In essence, they think it’s acceptable for politicians like Bobby Jindal to have bankrupted the state of Louisiana so that petrochemical companies would either relocate to or expand their operations in the state. They think of themselves as just another cheap natural resource to be used in the manufacturing process to be tossed aside when their lives are used up. These people all held hands, rode their unicorns over rainbow bridges, eating heart-shaped cupcakes, singing Kumbaya to the voting booths to elect these assholes.
By the end of the book not only are you sick to your stomach but you are convinced that Bobby Jindal is the most evil motherfucker to walk the nation. But, now in 2024, you realize it was all just a prelude to Trump’s Big Lie and a preview for just how bad shit can get.
White People, Empathy Fatigue, Communities of Color, and the American Dream
They aren’t racist — honest Injun, they ain’t, they swear they saw a Black person just down the road from them once and they only thought the n-word once or twice — but they are tired of being FORCED to feel guilty if they don’t feel sorry for the Black community, especially since they are all freeloading takers. To them, it seems like everyday there is a new group that they must feel sorry for and prioritize the needs of over themselves. They are left wondering, when will the elite liberals ever feel sorry for them? — but we are; it’s just that they make it like hugging a cactus. To them it is a never ending parade of people they don’t understand being escorted to the line in front of them by naive liberal and stalling their progress to the American dream — whatever that is.

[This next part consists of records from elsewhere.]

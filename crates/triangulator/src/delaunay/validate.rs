//! Post-hoc checks on a finished mesh (brute force; tests and diagnostics).
//!
//! Points merged away by `geom::distinct_points` are not required to be
//! outside circumcircles; every surviving point is. Triangles with an index
//! outside the point set never pass a check.

use std::collections::HashMap;

use crate::geom::{
    convex_hull, distinct_points, in_circumcircle, polygon_area, seed_triangle, signed_area2,
    GeomCfg,
};
use crate::types::{Point, PointSet, Triangle, TriangleMesh};

/// Input point strictly inside the circumcircle of a mesh triangle.
#[derive(Clone, Copy, Debug, PartialEq, Eq)]
pub struct DelaunayViolation {
    pub triangle: usize,
    pub point: usize,
}

fn corners(points: &PointSet, t: &Triangle) -> Option<[Point; 3]> {
    let [a, b, c] = t.indices();
    Some([*points.get(a)?, *points.get(b)?, *points.get(c)?])
}

/// All (triangle, point) pairs breaking the empty-circumcircle property.
/// A triangle with an out-of-range index is reported once against its
/// first bad index. `O(triangles × points)`.
pub fn delaunay_violations(
    points: &PointSet,
    mesh: &TriangleMesh,
    cfg: GeomCfg,
) -> Vec<DelaunayViolation> {
    let distinct = distinct_points(&points.points, cfg);
    let mut out = Vec::new();
    for (ti, t) in mesh.iter().enumerate() {
        let Some(tri) = corners(points, t) else {
            let point = t.indices().into_iter().find(|&i| i >= points.len());
            out.extend(point.map(|point| DelaunayViolation {
                triangle: ti,
                point,
            }));
            continue;
        };
        for &pi in &distinct {
            if !t.contains(pi) && in_circumcircle(points[pi], tri, cfg) {
                out.push(DelaunayViolation {
                    triangle: ti,
                    point: pi,
                });
            }
        }
    }
    out
}

pub fn is_delaunay(points: &PointSet, mesh: &TriangleMesh, cfg: GeomCfg) -> bool {
    let distinct = distinct_points(&points.points, cfg);
    mesh.iter().all(|t| {
        corners(points, t).is_some_and(|tri| {
            distinct
                .iter()
                .all(|&pi| t.contains(pi) || !in_circumcircle(points[pi], tri, cfg))
        })
    })
}

/// Directed edges used by more than one triangle, in first-seen order.
/// Empty for a consistently oriented, non-overlapping mesh.
pub fn repeated_edges(mesh: &TriangleMesh) -> Vec<(usize, usize)> {
    let mut seen: HashMap<(usize, usize), u32> = HashMap::with_capacity(3 * mesh.len());
    let mut out = Vec::new();
    for t in mesh {
        let [a, b, c] = t.indices();
        for e in [(a, b), (b, c), (c, a)] {
            let n = seen.entry(e).or_insert(0);
            *n += 1;
            if *n == 2 {
                out.push(e);
            }
        }
    }
    out
}

/// Sum of the (unsigned) triangle areas; triangles with out-of-range
/// indices contribute nothing.
pub fn mesh_area(points: &PointSet, mesh: &TriangleMesh) -> f64 {
    mesh.iter()
        .filter_map(|t| corners(points, t))
        .map(|[a, b, c]| 0.5 * signed_area2(a, b, c).abs())
        .sum()
}

/// Mesh area matches the area of the convex hull of the surviving points
/// (relative tolerance `cfg.eps` per triangle); a set that is collinear
/// under `cfg` must have an empty mesh. Area-based: detects missing hull
/// pockets, not overlaps (see `repeated_edges`).
pub fn covers_convex_hull(points: &PointSet, mesh: &TriangleMesh, cfg: GeomCfg) -> bool {
    if mesh.max_index().is_some_and(|m| m >= points.len()) {
        return false;
    }
    let distinct = distinct_points(&points.points, cfg);
    if seed_triangle(&points.points, &distinct, cfg).is_none() {
        return mesh.is_empty();
    }
    let survivors: Vec<Point> = distinct.iter().map(|&i| points[i]).collect();
    let hull = convex_hull(&survivors);
    let hull_area = polygon_area(&survivors, &hull).abs();
    let tol = cfg.eps * (mesh.len() as f64 + 1.0) * hull_area;
    (mesh_area(points, mesh) - hull_area).abs() <= tol
}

The Great Disconnect Between Reality and Rhetoric of White America
Hochschild’s book also highlights some stark disconnects between reality and the rhetoric often used by Republicans. For example:
- Welfare Spending: Many believe the government spends excessively on welfare. It doesn’t. Only 8% of the 2014 US budget was devoted to “welfare” for the poor as we conceive of it.
- Welfare Recipients: There’s a misconception that most welfare recipients are lazy shiftless takers, giving rise to resentment for taking the hard-earned money of people like them and just GIVING it to them for nothing!!1! In reality, most eligible individuals do not receive benefits.
- Racial Stereotypes: The idea that Black women have more children than white women is debunked by actual fertility rates.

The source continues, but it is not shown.